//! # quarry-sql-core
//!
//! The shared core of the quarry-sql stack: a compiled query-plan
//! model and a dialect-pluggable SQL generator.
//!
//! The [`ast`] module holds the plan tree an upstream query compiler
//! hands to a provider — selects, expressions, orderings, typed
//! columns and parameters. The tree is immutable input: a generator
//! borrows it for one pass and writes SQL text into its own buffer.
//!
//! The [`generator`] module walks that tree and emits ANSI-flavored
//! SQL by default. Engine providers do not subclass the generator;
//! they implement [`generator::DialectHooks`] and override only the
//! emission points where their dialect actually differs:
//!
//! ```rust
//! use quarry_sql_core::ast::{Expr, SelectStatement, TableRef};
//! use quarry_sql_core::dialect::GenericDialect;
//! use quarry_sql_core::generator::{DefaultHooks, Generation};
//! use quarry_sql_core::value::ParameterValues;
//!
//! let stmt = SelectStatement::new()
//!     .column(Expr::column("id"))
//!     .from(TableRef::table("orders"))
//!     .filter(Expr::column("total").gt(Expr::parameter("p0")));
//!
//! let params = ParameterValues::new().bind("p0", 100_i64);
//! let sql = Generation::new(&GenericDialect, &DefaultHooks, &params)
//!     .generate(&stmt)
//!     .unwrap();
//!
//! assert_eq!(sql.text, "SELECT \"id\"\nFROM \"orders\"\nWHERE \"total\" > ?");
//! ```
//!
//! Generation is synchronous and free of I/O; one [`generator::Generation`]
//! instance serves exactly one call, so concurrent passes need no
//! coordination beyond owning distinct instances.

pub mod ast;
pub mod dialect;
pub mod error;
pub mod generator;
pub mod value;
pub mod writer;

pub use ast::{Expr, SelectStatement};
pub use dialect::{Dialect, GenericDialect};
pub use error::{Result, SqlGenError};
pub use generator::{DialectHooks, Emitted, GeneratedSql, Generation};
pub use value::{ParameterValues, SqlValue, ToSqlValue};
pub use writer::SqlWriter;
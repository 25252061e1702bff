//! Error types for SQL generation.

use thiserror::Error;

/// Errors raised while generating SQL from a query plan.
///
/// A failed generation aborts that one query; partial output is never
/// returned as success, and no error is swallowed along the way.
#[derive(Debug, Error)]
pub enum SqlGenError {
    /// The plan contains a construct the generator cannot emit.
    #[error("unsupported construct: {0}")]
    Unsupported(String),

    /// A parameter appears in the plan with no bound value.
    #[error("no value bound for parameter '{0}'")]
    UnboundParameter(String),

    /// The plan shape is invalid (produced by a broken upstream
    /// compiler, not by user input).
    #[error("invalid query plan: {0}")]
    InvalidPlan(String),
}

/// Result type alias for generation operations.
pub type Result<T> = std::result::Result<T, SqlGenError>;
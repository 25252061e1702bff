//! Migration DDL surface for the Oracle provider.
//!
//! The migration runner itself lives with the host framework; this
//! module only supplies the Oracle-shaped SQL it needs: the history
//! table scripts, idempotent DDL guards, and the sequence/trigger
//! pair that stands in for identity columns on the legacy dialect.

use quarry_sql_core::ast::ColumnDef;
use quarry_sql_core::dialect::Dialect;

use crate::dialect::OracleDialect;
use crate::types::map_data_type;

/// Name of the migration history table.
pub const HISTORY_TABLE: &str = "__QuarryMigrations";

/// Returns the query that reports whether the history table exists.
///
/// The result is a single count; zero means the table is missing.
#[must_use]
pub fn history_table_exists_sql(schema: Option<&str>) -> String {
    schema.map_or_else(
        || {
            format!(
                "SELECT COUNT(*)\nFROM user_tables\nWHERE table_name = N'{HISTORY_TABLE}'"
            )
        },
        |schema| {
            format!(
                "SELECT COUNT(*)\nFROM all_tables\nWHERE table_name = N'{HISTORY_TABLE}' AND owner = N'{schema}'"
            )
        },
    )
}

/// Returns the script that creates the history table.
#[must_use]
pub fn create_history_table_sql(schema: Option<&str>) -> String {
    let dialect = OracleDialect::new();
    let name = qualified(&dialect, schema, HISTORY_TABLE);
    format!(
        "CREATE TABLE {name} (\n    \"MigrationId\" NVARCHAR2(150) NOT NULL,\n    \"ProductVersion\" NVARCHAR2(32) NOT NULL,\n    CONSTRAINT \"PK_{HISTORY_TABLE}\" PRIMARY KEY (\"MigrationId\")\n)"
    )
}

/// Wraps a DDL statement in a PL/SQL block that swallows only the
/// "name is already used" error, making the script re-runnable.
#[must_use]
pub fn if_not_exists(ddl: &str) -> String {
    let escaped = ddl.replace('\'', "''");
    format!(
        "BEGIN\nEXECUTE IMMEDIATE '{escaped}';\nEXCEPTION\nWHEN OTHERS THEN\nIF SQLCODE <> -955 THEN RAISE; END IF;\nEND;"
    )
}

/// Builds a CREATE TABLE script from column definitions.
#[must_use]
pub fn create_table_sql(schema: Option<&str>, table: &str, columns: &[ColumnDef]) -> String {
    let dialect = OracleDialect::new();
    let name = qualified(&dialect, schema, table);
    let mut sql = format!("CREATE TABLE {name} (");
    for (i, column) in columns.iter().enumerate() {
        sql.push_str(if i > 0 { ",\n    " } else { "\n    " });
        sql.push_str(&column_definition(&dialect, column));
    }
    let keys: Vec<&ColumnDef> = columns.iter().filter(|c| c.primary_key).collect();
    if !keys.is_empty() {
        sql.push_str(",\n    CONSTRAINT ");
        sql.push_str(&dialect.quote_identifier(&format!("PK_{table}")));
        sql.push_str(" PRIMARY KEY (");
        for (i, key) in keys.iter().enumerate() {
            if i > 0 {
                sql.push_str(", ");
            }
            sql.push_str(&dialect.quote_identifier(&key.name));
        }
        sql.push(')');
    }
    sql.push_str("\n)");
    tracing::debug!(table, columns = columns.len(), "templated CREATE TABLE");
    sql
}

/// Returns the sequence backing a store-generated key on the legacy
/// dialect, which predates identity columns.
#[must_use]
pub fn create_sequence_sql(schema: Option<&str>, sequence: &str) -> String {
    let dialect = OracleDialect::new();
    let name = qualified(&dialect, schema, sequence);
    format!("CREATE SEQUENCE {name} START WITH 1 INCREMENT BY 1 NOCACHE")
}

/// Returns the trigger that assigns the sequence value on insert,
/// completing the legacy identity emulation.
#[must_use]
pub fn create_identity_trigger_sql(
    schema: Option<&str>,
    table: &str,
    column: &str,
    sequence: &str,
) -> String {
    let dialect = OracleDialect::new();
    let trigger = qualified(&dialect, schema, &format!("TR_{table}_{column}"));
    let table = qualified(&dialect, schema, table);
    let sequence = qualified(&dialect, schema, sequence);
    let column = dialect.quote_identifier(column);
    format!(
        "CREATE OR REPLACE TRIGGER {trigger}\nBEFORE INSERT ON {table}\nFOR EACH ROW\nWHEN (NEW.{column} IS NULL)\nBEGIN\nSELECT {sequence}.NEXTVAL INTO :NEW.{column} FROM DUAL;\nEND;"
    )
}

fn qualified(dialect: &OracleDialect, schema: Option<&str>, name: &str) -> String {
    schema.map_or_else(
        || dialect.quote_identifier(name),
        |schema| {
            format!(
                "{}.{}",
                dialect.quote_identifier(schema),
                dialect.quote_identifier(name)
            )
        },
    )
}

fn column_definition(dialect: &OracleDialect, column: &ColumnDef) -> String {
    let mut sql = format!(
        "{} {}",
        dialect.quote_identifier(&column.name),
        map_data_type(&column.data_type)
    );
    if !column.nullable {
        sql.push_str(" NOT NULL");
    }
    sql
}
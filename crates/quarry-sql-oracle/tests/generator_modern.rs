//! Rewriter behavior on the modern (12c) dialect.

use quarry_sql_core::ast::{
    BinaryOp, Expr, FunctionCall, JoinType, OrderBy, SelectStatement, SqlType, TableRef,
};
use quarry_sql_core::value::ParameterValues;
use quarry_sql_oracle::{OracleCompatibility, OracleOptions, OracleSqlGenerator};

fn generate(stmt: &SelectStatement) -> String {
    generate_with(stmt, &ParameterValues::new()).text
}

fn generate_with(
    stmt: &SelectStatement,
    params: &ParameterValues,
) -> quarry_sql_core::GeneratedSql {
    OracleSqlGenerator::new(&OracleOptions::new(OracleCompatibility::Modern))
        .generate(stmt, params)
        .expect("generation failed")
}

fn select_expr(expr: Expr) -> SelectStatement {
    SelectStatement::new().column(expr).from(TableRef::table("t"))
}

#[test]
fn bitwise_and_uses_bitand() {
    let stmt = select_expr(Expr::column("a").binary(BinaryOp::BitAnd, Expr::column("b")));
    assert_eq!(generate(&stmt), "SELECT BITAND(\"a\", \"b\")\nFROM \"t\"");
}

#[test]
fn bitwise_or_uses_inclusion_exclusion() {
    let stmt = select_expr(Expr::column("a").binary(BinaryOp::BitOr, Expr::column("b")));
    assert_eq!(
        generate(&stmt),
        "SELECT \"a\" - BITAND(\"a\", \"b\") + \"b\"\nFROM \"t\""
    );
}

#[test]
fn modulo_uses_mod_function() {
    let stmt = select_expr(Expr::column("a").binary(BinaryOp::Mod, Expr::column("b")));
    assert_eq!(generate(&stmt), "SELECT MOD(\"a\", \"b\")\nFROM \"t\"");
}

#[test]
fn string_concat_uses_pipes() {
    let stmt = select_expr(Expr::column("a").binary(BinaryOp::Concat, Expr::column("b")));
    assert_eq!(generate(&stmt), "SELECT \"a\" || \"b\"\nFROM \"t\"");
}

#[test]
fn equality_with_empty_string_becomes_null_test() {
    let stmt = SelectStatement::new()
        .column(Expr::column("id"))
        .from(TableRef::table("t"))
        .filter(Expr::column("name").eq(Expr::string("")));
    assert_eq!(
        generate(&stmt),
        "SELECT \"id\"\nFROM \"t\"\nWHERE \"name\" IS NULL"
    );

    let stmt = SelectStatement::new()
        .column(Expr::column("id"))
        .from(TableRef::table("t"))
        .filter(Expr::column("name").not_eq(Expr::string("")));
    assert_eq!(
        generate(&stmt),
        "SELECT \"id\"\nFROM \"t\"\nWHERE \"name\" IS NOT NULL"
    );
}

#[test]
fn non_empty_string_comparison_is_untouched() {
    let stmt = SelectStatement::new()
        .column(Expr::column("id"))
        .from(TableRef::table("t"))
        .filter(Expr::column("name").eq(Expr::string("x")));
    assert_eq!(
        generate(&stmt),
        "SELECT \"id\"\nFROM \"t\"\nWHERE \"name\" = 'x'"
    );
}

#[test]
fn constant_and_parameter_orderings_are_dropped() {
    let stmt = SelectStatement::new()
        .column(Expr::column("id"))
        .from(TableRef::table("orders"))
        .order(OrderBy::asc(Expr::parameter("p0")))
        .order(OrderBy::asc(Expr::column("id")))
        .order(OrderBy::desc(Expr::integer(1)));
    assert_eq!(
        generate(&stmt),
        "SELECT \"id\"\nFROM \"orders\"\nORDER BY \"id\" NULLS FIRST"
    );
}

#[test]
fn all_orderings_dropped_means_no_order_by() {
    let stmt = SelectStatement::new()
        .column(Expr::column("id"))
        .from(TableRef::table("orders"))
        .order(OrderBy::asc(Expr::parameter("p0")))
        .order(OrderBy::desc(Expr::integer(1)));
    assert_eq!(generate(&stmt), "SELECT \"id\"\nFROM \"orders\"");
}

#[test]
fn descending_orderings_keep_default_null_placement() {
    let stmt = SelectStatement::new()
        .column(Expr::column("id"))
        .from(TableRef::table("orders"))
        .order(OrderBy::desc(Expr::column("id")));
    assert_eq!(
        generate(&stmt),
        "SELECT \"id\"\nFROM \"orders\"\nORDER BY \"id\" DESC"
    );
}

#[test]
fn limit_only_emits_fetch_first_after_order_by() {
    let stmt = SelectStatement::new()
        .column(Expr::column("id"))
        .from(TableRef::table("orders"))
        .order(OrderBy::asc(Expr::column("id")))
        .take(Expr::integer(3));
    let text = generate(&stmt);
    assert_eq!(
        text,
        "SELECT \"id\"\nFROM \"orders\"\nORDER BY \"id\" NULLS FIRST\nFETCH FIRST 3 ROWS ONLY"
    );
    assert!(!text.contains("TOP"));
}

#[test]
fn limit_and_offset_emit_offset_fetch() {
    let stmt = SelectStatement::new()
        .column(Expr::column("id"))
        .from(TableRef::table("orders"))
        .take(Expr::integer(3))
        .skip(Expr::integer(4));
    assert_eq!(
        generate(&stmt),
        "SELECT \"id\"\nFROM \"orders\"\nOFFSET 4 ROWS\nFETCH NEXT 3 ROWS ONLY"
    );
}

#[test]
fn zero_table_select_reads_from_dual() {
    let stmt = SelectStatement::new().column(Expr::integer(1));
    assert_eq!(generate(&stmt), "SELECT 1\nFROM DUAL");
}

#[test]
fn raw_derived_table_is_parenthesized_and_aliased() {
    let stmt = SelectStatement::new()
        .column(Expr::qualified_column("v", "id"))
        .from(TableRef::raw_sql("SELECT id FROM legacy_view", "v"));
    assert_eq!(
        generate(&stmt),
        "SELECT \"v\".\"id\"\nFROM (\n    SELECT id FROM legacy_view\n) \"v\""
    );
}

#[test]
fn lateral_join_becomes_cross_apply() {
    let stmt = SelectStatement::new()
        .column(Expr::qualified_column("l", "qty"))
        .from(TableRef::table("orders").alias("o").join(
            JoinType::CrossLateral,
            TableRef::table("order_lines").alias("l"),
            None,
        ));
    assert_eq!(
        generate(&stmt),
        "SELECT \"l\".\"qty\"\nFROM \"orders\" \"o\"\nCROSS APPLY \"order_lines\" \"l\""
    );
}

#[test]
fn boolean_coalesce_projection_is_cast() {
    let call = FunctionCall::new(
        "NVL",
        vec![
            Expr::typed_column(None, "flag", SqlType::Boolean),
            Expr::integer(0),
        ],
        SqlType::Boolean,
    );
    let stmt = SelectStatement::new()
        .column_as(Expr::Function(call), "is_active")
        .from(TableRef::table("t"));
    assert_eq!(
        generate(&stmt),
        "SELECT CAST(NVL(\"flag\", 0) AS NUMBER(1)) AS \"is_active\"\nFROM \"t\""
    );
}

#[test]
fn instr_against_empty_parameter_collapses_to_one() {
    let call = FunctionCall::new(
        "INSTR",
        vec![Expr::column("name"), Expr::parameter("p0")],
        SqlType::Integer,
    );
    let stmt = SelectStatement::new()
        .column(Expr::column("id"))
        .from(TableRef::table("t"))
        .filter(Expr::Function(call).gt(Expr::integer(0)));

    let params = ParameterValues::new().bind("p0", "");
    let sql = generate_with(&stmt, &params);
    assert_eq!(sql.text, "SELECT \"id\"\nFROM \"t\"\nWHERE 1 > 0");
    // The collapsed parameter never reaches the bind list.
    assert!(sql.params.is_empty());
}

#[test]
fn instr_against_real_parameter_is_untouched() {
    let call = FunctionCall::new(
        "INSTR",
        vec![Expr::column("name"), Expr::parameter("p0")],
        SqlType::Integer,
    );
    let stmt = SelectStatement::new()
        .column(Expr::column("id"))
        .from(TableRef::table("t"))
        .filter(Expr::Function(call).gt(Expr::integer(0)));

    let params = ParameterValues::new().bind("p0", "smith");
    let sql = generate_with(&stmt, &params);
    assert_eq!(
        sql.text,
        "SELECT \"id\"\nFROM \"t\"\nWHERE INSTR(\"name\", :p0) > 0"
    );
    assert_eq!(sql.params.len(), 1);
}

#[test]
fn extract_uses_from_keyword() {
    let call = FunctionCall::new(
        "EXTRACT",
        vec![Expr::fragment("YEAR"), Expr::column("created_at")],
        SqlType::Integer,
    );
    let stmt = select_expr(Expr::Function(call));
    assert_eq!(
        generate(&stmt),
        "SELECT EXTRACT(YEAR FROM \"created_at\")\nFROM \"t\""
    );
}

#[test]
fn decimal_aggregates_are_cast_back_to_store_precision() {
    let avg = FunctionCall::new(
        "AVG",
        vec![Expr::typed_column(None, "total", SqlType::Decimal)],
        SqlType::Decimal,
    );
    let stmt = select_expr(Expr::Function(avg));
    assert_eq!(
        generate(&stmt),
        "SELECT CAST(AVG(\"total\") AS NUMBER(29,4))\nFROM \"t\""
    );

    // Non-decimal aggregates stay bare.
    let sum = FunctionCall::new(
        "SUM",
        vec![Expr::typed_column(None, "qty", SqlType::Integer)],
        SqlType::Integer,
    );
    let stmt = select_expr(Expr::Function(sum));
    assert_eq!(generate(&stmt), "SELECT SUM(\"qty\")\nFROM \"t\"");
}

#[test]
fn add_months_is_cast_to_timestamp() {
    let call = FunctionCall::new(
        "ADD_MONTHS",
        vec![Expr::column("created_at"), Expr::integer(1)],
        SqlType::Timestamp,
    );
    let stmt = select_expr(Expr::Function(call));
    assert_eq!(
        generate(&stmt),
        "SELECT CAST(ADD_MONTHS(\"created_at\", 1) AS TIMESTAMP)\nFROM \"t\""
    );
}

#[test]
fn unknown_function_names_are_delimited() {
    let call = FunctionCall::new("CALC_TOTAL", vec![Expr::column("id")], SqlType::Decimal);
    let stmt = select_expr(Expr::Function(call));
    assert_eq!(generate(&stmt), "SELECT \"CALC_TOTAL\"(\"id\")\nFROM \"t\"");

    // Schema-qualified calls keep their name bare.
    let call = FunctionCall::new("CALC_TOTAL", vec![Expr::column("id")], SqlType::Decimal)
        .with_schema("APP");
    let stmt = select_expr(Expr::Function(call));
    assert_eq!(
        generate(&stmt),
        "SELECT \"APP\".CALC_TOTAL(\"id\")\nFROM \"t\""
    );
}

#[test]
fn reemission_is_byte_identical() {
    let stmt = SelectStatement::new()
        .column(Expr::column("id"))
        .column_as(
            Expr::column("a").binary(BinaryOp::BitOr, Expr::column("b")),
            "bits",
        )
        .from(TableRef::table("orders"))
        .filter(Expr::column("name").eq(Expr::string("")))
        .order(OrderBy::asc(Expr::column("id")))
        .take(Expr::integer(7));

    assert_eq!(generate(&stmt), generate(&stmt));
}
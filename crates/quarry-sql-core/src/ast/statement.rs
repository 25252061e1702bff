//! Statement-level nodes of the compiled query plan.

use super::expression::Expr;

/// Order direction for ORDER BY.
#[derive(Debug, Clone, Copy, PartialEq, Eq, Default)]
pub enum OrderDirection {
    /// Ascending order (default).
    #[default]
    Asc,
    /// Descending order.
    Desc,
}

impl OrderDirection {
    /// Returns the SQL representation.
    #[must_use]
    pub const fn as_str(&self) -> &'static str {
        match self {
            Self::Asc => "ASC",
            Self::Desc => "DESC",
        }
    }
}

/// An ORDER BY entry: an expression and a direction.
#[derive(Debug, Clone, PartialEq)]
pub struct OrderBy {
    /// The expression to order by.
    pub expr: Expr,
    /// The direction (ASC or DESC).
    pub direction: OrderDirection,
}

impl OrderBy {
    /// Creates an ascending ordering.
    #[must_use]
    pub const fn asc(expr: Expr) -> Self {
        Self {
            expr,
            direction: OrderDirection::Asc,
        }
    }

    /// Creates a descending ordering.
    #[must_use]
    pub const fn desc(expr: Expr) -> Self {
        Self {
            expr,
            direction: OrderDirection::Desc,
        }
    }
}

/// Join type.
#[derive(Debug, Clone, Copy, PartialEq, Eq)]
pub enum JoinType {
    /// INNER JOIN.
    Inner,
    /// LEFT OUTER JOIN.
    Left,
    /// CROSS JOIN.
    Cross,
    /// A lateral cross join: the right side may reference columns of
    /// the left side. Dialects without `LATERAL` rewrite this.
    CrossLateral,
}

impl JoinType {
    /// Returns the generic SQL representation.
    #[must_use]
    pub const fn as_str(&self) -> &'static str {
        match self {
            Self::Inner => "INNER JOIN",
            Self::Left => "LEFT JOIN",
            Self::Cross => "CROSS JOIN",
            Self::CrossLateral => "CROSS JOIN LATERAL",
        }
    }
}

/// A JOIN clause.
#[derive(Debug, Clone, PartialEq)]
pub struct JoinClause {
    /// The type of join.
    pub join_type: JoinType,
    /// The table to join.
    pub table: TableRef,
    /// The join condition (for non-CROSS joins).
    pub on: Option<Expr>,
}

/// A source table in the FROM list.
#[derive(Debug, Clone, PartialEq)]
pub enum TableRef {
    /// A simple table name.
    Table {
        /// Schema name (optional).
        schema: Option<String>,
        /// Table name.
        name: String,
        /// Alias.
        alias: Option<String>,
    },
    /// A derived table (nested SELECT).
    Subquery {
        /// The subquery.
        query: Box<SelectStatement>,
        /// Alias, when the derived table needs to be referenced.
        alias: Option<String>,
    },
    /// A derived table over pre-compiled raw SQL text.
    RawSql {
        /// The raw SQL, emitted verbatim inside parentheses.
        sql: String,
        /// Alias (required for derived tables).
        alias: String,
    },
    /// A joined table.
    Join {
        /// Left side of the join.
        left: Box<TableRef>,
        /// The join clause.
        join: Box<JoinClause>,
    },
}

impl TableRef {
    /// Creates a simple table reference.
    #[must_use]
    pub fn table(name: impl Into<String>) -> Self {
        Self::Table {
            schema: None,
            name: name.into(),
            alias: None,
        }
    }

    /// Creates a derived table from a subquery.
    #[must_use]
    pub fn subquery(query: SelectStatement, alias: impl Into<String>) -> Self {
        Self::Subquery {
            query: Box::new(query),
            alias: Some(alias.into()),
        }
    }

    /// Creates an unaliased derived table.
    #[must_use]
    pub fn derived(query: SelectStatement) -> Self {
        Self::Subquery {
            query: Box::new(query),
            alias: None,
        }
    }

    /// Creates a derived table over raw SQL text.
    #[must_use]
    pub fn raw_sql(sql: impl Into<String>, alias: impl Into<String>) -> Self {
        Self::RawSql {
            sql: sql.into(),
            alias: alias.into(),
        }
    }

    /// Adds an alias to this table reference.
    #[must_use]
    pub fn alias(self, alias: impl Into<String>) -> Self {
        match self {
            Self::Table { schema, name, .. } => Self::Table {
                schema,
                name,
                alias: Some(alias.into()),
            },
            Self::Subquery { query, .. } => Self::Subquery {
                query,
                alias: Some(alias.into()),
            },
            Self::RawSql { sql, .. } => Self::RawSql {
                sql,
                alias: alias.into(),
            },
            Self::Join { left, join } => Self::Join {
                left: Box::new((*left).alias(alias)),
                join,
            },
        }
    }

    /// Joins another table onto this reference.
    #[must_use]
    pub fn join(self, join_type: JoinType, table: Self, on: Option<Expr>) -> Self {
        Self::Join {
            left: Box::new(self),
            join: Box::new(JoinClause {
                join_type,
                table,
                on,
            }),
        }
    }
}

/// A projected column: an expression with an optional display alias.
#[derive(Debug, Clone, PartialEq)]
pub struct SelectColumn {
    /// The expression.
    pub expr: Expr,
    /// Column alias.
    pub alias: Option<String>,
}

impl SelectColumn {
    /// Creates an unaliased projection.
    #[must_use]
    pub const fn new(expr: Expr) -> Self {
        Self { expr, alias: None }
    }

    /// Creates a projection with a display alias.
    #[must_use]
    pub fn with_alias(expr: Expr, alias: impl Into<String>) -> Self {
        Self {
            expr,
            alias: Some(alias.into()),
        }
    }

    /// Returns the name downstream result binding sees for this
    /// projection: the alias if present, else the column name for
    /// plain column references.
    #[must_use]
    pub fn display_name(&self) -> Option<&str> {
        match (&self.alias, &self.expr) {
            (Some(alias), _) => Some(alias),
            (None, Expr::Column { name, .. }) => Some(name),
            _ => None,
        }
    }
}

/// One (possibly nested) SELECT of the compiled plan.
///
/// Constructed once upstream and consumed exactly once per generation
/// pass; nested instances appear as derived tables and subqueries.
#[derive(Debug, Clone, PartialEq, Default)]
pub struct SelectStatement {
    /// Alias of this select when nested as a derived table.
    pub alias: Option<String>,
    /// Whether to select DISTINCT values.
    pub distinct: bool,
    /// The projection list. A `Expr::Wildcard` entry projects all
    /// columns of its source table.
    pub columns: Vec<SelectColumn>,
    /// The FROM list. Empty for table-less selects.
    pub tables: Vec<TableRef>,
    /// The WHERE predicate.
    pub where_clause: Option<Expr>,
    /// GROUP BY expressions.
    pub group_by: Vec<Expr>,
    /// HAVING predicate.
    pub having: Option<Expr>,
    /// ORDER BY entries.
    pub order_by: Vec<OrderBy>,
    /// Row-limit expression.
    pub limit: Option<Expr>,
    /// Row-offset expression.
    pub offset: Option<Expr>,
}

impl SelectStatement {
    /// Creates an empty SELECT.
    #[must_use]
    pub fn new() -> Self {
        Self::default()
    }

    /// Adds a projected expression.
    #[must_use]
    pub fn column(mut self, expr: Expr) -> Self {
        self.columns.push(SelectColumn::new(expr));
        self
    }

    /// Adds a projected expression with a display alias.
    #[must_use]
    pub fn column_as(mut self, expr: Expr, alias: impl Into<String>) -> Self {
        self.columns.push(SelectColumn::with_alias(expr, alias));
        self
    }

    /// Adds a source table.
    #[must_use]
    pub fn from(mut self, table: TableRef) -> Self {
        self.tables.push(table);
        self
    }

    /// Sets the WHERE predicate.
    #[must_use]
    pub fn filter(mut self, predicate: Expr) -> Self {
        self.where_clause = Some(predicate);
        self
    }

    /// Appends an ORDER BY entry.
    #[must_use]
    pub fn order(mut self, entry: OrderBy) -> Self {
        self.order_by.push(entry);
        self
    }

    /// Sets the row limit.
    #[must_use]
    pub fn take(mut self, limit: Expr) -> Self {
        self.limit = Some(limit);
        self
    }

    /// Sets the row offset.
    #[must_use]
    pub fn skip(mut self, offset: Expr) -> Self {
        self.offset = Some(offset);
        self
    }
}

....

* WHAT THE TASK REQUIRES
From the line containing "its source table." through the end of the material, print each line exactly as it appears.

* YOUR SOLUTION
    /// columns of its source table.
    pub columns: Vec<SelectColumn>,
    /// The FROM list. Empty for table-less selects.
    pub tables: Vec<TableRef>,
    /// The WHERE predicate.
    pub where_clause: Option<Expr>,
    /// GROUP BY expressions.
    pub group_by: Vec<Expr>,
    /// HAVING predicate.
    pub having: Option<Expr>,
    /// ORDER BY entries.
    pub order_by: Vec<OrderBy>,
    /// Row-limit expression.
    pub limit: Option<Expr>,
    /// Row-offset expression.
    pub offset: Option<Expr>,
}

impl SelectStatement {
    /// Creates an empty SELECT.
    #[must_use]
    pub fn new() -> Self {
        Self::default()
    }

    /// Adds a projected expression.
    #[must_use]
    pub fn column(mut self, expr: Expr) -> Self {
        self.columns.push(SelectColumn::new(expr));
        self
    }

    /// Adds a projected expression with a display alias.
    #[must_use]
    pub fn column_as(mut self, expr: Expr, alias: impl Into<String>) -> Self {
        self.columns.push(SelectColumn::with_alias(expr, alias));
        self
    }

    /// Adds a source table.
    #[must_use]
    pub fn from(mut self, table: TableRef) -> Self {
        self.tables.push(table);
        self
    }

    /// Sets the WHERE predicate.
    #[must_use]
    pub fn filter(mut self, predicate: Expr) -> Self {
        self.where_clause = Some(predicate);
        self
    }

    /// Appends an ORDER BY entry.
    #[must_use]
    pub fn order(mut self, entry: OrderBy) -> Self {
        self.order_by.push(entry);
        self
    }

    /// Sets the row limit.
    #[must_use]
    pub fn take(mut self, limit: Expr) -> Self {
        self.limit = Some(limit);
        self
    }

    /// Sets the row offset.
    #[must_use]
    pub fn skip(mut self, offset: Expr) -> Self {
        self.offset = Some(offset);
        self
    }
}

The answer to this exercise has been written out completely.